Steers stay on a base of €4.80-4.85/kg with heifers on €4.85-4.90/kg
Despite repeated efforts by factories over the last two weeks to pull prices, quotes remain unchanged.
Bullocks stay on a base of €4.80-4.85/kg with heifers on €4.85-4.90/kg.
Some of those with Friesian bullocks have managed to get a base of €4.80/kg, with a bottom of €4.60/kg.
Others are reported to have accepted flat prices of €4.70/kg for loads of Ps combined with poorer O grades.
Of course, it is easier for a factory to give a higher base price if the cattle they are buying are unlikely to grade into that price.
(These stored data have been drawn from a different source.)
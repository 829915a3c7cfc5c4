//! `lifesat` - fit GDP per capita against life satisfaction and predict one country.
//!
//! With no arguments this downloads the dataset, writes `lifesat.svg`, fits the model
//! and prints the prediction for Cyprus. Logs go to stderr; stdout carries only the
//! prediction.

use anyhow::{Context, Result};
use clap::Parser;
use lifesat::dataset::DataSource;
use lifesat::pipeline::{self, PipelineConfig};
use std::path::PathBuf;
use tracing::info;
use tracing_subscriber::{fmt, prelude::*, EnvFilter};

/// Fit an ordinary-least-squares line and print a prediction.
#[derive(Parser, Debug)]
#[command(name = "lifesat", version, about)]
struct Cli {
    /// CSV file path or http(s) URL
    #[arg(long, value_name = "PATH|URL")]
    source: Option<String>,

    /// Feature column
    #[arg(long)]
    x_column: Option<String>,

    /// Target column
    #[arg(long)]
    y_column: Option<String>,

    /// Feature values to predict
    #[arg(long, value_name = "X", num_args = 1..)]
    predict: Option<Vec<f64>>,

    /// Where to write the SVG chart
    #[arg(long, value_name = "PATH", conflicts_with = "no_chart")]
    chart: Option<PathBuf>,

    /// Skip rendering the chart
    #[arg(long)]
    no_chart: bool,

    /// JSON configuration file; flags override its values
    #[arg(long, value_name = "JSON")]
    config: Option<PathBuf>,

    /// Save the fitted parameters to this file
    #[arg(long, value_name = "PATH")]
    save_model: Option<PathBuf>,
}

impl Cli {
    fn into_config(self) -> Result<PipelineConfig> {
        let mut config = match &self.config {
            Some(path) => PipelineConfig::from_json_file(path)
                .with_context(|| format!("failed to read config {}", path.display()))?,
            None => PipelineConfig::default(),
        };

        if let Some(source) = self.source {
            config.source = DataSource::from(source);
        }
        if let Some(x_column) = self.x_column {
            config.x_column = x_column;
        }
        if let Some(y_column) = self.y_column {
            config.y_column = y_column;
        }
        if let Some(predict) = self.predict {
            config.predict = predict;
        }
        if self.chart.is_some() {
            config.chart = self.chart;
        }
        if self.no_chart {
            config.chart = None;
        }
        if self.save_model.is_some() {
            config.save_model = self.save_model;
        }

        config.validate()?;
        Ok(config)
    }
}

const DEFAULT_LOG_FILTER: &str = "lifesat=info";

/// `RUST_LOG` directives when set and valid, `lifesat=info` otherwise.
fn log_filter(directives: Option<&str>) -> EnvFilter {
    directives
        .and_then(|d| EnvFilter::try_new(d).ok())
        .unwrap_or_else(|| EnvFilter::new(DEFAULT_LOG_FILTER))
}

fn main() -> Result<()> {
    tracing_subscriber::registry()
        .with(fmt::layer().with_writer(std::io::stderr))
        .with(log_filter(std::env::var(EnvFilter::DEFAULT_ENV).ok().as_deref()))
        .init();

    let config = Cli::parse().into_config()?;

    let report = pipeline::run(&config)
        .with_context(|| format!("pipeline failed for {}", config.source))?;
    info!(
        samples = report.n_samples,
        r2 = report.metrics.r2,
        "prediction ready"
    );

    let stdout = std::io::stdout();
    pipeline::emit(&mut stdout.lock(), report.predictions.view())?;
    Ok(())
}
But offering a base of €4.80/kg for Friesians tells me they were wanted and were not going to be left there for some other outfit.
So those with Angus should expect to achieve base prices of €4.90-5.00/kg.
If any factory agents might contest this, look at the returns on the Department’s Beef Price Watch website for the week ending August 7, when the best average overall price for R4 steers regardless of breed was the €5.19/kg paid by Slaney Foods.
The top prices paid by processors that week shows R4 bullocks with fat scores of 4- to 4+ as making €5.36-5.70/kg.
Quotes for cull cows and bulls last week also remained unchanged, with O grade Friesian cull cows averaging €4.40-4.50/kg and coloured culls on €4.50-4.60/kg.
P grades are back around €4.30/kg, if well fleshed, and making up a load with better stock €4.40/kg or better should still be achievable.
The numbers of young bulls going through the system remain small with just 1,639 processed the week ending August 7 out of a total kill of 32,008.
With the need for manufacturing beef for burgers etc boosted by the resumption of the soccer season in the UK, their factory prices remain firm.
Under-16-month bulls are working off bases of €4.80-4.85/kg, while Under-24-month U grades are averaging €5.00/kg, with Rs €4.80-4.90/kg.
With much of the country having got some rain over the weekend — and more forecast, especially in the south and east where it is most needed — both factory bosses and farmers will be wondering how best to play the game.
Will those with beef to sell sit tight and see how the numbers play out now that grass supplies may have a chance to recover?
Bitter experience and unfulfilled factory promises have taught many that if your cattle are fit, you’re better to move them rather than wait for supplies to possibly tighten.
How many times this year has the rumour mill predicted a fall-off in supplies? More than I care to remember and it hasn’t happened yet.
This is one time I’d love to be wrong though.